**About this task:** Every line that contains "Bobby" must be located and copied from the data.

(Saved entries)
++++++++++++++++++++
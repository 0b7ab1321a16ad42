//! End-to-end list behavior through the runtime, client cache and worker.

mod common;

use common::{other_names, people, person, runtime_with, transport};
use phonebook::domain::{ContactId, Field, NewContact};
use phonebook::ui::helpers::strip_ansi;
use phonebook::Event;

#[tokio::test]
async fn twelve_contacts_span_two_pages() {
    let mut runtime = runtime_with(people(12), 10);
    runtime.dispatch(Event::Load).await.unwrap();

    let view = runtime.state().view().unwrap();
    assert_eq!(view.others.len(), 10);
    assert_eq!(view.total_others_count, 12);
    assert!(view.has_next);
    assert!(!view.has_prev);

    runtime.dispatch(Event::NextPage).await.unwrap();
    let view = runtime.state().view().unwrap();
    assert_eq!(other_names(&runtime), vec!["Person11", "Person12"]);
    assert_eq!(view.current_page, 2);
    assert!(!view.has_next);
    assert!(view.has_prev);

    // no page three
    assert!(!runtime.dispatch(Event::NextPage).await.unwrap());
    assert_eq!(runtime.state().pages.current_page(), 2);
}

#[tokio::test]
async fn creating_outside_the_search_refetches_the_count() {
    let mut runtime = runtime_with(vec![person("Bob", "Ray"), person("Bobby", "Hill")], 10);
    runtime.dispatch(Event::SetSearch("bob".to_string())).await.unwrap();
    assert_eq!(runtime.state().view().unwrap().total_others_count, 2);
    let counted = transport(&runtime).count("count others");

    runtime.dispatch(Event::AddContact(person("Ann", "Lee"))).await.unwrap();

    let view = runtime.state().view().unwrap();
    assert_eq!(other_names(&runtime), vec!["Bob", "Bobby"]);
    assert_eq!(view.total_others_count, 2);
    assert_eq!(transport(&runtime).count("count others"), counted + 1);
    assert_eq!(runtime.state().notice.as_deref(), Some("Added contact Ann Lee"));
}

#[tokio::test]
async fn favoriting_moves_a_row_between_sections() {
    let mut runtime = runtime_with(people(3), 10);
    runtime.dispatch(Event::Load).await.unwrap();
    assert_eq!(runtime.state().view().unwrap().total_others_count, 3);

    runtime.dispatch(Event::ToggleFavorite(ContactId::new(3))).await.unwrap();

    let view = runtime.state().view().unwrap();
    assert_eq!(view.favorites.len(), 1);
    assert_eq!(view.favorites[0].id, ContactId::new(3));
    assert_eq!(other_names(&runtime), vec!["Person1", "Person2"]);
    assert_eq!(view.total_others_count, 2);

    runtime.dispatch(Event::ToggleFavorite(ContactId::new(3))).await.unwrap();
    let view = runtime.state().view().unwrap();
    assert!(view.favorites.is_empty());
    assert_eq!(view.total_others_count, 3);
}

#[tokio::test]
async fn favorites_ignore_the_page_and_the_search() {
    let mut runtime = runtime_with(people(15), 10);
    runtime.dispatch(Event::ToggleFavorite(ContactId::new(12))).await.unwrap();
    runtime.dispatch(Event::ToggleFavorite(ContactId::new(2))).await.unwrap();

    let view = runtime.state().view().unwrap();
    assert_eq!(view.favorites.len(), 2);
    assert_eq!(view.total_others_count, 13);

    runtime.dispatch(Event::SetSearch("person1".to_string())).await.unwrap();
    let view = runtime.state().view().unwrap();
    let favorite_ids: Vec<_> = view.favorites.iter().map(|c| c.id).collect();
    assert_eq!(favorite_ids, vec![ContactId::new(2), ContactId::new(12)]);
    // Person1, Person10, Person11, Person13, Person14, Person15
    assert_eq!(view.total_others_count, 6);
    assert!(view.others.iter().all(|c| c.first_name.starts_with("Person1")));
}

#[tokio::test]
async fn failed_reads_keep_the_previous_list() {
    let mut runtime = runtime_with(people(4), 10);
    runtime.dispatch(Event::Load).await.unwrap();
    let before = runtime.state().view().cloned().unwrap();

    transport(&runtime).failing.set(true);
    runtime.dispatch(Event::Refresh).await.unwrap();

    assert_eq!(runtime.state().view(), Some(&before));
    let banner = runtime.state().banner.clone().unwrap();
    assert!(banner.contains("connection refused"), "{banner}");

    transport(&runtime).failing.set(false);
    runtime.dispatch(Event::Refresh).await.unwrap();
    assert!(runtime.state().banner.is_none());
    assert!(runtime.state().view().unwrap().generation > before.generation);
}

#[tokio::test]
async fn failed_page_reads_do_not_advance_past_the_end() {
    let mut runtime = runtime_with(people(12), 10);
    runtime.dispatch(Event::Load).await.unwrap();

    transport(&runtime).failing.set(true);
    runtime.dispatch(Event::NextPage).await.unwrap();
    runtime.dispatch(Event::NextPage).await.unwrap();

    assert_eq!(runtime.state().pages.state().offset, 10);
    assert_eq!(runtime.state().view().unwrap().current_page, 1);
    assert!(runtime.state().banner.is_some());

    transport(&runtime).failing.set(false);
    runtime.dispatch(Event::Refresh).await.unwrap();
    assert_eq!(other_names(&runtime), vec!["Person11", "Person12"]);
}

#[tokio::test]
async fn invalid_forms_never_leave_the_client() {
    let mut runtime = runtime_with(people(1), 10);
    runtime.dispatch(Event::Load).await.unwrap();
    let generation = runtime.state().coordinator.current_generation();

    let bad = NewContact::new("Ann", "Lee", vec!["call me".to_string()]);
    runtime.dispatch(Event::AddContact(bad)).await.unwrap();

    assert_eq!(transport(&runtime).count("create contact"), 0);
    assert_eq!(runtime.state().coordinator.current_generation(), generation);
    assert_eq!(runtime.state().form_errors[0].0, Field::Phone(0));
}

#[tokio::test]
async fn refresh_bypasses_the_cache() {
    let mut runtime = runtime_with(people(2), 10);
    runtime.dispatch(Event::Load).await.unwrap();
    runtime.dispatch(Event::SetSearch(String::new())).await.unwrap();
    assert_eq!(transport(&runtime).count("query others"), 1);

    runtime.dispatch(Event::Refresh).await.unwrap();
    assert_eq!(transport(&runtime).count("query others"), 2);
}

#[tokio::test]
async fn deleting_the_last_row_of_the_last_page_steps_back() {
    let mut runtime = runtime_with(people(11), 10);
    runtime.dispatch(Event::Load).await.unwrap();
    runtime.dispatch(Event::NextPage).await.unwrap();
    assert_eq!(other_names(&runtime), vec!["Person11"]);

    runtime.dispatch(Event::DeleteContact(ContactId::new(11))).await.unwrap();

    let view = runtime.state().view().unwrap();
    assert_eq!(runtime.state().pages.state().offset, 0);
    assert_eq!(view.current_page, 1);
    assert_eq!(view.others.len(), 10);
    assert!(!view.has_next);
    assert_eq!(runtime.state().notice.as_deref(), Some("Deleted contact #11"));
}

#[tokio::test]
async fn editing_updates_the_row_in_place() {
    let mut runtime = runtime_with(people(2), 10);
    runtime.dispatch(Event::Load).await.unwrap();

    runtime
        .dispatch(Event::EditContact {
            id: ContactId::new(1),
            contact: person("Ada", "Lovelace"),
        })
        .await
        .unwrap();

    assert_eq!(other_names(&runtime), vec!["Ada", "Person2"]);
    assert_eq!(runtime.state().notice.as_deref(), Some("Updated contact Ada Lovelace"));
}

#[tokio::test]
async fn editing_a_missing_contact_shows_a_banner() {
    let mut runtime = runtime_with(people(1), 10);
    runtime.dispatch(Event::Load).await.unwrap();

    runtime
        .dispatch(Event::EditContact {
            id: ContactId::new(99),
            contact: person("Ada", "Lovelace"),
        })
        .await
        .unwrap();

    assert!(runtime.state().banner.is_some());
    assert_eq!(other_names(&runtime), vec!["Person1"]);
}

#[tokio::test]
async fn quit_stops_the_runtime() {
    let mut runtime = runtime_with(vec![], 10);
    assert!(!runtime.dispatch(Event::Quit).await.unwrap());
    assert!(runtime.should_quit());
}

#[tokio::test]
async fn rendered_screen_shows_both_sections() {
    let mut runtime = runtime_with(people(12), 10);
    runtime.dispatch(Event::ToggleFavorite(ContactId::new(1))).await.unwrap();

    let screen = strip_ansi(&phonebook::ui::render(runtime.state(), 80));
    assert!(screen.contains("Favorites"));
    assert!(screen.contains("Contacts"));
    assert!(screen.contains("★"));
    assert!(screen.contains("Page 1"));
    assert!(screen.contains("Person11"));
    assert!(!screen.contains("Person12"));
}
++++++++++++++++++++
**Task output:**
    let mut runtime = runtime_with(vec![person("Bob", "Ray"), person("Bobby", "Hill")], 10);
    assert_eq!(other_names(&runtime), vec!["Bob", "Bobby"]);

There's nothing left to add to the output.